» **TASK TO CARRY OUT**: Find each line below containing the word "version" and copy it.

» **Data excerpts**:
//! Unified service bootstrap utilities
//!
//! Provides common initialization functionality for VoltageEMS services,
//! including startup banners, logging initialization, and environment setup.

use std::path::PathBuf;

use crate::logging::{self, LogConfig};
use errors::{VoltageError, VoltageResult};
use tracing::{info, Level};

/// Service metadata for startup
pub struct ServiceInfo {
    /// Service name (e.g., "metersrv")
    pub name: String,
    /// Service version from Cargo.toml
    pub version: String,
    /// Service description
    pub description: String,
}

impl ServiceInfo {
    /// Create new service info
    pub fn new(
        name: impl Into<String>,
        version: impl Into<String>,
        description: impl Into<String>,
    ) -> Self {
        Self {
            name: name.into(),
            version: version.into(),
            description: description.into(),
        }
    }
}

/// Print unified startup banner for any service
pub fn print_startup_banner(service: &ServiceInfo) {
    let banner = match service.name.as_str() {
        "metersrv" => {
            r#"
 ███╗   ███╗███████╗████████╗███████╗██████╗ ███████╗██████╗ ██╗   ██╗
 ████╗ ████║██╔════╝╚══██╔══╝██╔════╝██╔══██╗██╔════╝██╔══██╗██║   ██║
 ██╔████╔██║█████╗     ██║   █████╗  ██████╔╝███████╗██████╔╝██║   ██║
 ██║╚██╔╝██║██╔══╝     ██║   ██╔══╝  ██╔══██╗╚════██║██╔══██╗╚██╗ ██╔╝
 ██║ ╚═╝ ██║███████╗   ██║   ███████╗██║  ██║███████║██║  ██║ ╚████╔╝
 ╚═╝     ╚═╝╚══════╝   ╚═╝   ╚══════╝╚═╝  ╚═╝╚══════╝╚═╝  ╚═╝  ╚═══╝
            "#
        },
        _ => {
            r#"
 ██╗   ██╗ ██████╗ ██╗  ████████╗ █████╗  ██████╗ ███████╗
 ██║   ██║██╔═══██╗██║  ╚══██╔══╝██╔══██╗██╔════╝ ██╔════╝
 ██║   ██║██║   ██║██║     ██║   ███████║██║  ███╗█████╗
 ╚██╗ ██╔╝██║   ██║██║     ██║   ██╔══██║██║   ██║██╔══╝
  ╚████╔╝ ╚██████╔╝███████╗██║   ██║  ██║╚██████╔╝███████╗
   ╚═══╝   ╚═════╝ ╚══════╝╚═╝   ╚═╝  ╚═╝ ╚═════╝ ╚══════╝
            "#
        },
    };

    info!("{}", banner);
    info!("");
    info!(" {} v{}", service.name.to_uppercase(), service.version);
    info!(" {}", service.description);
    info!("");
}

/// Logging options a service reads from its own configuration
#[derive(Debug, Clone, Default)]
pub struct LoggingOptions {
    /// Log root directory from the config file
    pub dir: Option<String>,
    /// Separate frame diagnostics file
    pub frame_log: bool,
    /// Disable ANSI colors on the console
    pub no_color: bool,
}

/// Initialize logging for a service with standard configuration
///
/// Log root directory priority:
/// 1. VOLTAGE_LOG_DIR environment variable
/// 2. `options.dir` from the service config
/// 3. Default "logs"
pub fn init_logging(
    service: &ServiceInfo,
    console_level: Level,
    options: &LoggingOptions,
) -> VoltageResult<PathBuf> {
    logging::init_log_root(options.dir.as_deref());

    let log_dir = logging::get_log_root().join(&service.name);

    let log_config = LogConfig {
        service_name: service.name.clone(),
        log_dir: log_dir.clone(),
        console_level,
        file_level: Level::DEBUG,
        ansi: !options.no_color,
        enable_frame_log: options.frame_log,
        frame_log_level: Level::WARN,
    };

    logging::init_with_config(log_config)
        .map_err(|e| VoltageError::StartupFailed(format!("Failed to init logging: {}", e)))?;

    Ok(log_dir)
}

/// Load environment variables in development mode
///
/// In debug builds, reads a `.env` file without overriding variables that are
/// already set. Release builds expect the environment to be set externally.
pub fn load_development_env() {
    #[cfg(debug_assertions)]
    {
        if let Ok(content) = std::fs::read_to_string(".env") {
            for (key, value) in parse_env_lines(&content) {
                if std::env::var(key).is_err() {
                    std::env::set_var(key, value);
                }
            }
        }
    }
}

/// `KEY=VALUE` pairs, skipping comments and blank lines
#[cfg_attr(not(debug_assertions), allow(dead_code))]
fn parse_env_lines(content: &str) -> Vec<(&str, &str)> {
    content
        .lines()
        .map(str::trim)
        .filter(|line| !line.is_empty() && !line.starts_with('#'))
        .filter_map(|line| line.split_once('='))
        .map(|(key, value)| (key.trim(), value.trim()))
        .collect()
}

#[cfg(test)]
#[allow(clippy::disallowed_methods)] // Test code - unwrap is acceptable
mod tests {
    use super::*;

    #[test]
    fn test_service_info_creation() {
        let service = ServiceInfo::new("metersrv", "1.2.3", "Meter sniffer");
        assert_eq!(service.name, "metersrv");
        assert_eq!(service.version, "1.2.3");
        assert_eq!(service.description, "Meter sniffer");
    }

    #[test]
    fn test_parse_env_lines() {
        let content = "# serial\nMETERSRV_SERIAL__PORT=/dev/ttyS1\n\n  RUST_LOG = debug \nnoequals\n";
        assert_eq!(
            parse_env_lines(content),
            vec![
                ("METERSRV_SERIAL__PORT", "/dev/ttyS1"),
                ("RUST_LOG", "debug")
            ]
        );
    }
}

» **ANSWER SPACE**:
    /// Service version from Cargo.toml
    pub version: String,
        version: impl Into<String>,
            version: version.into(),
    info!(" {} v{}", service.name.to_uppercase(), service.version);
        assert_eq!(service.version, "1.2.3");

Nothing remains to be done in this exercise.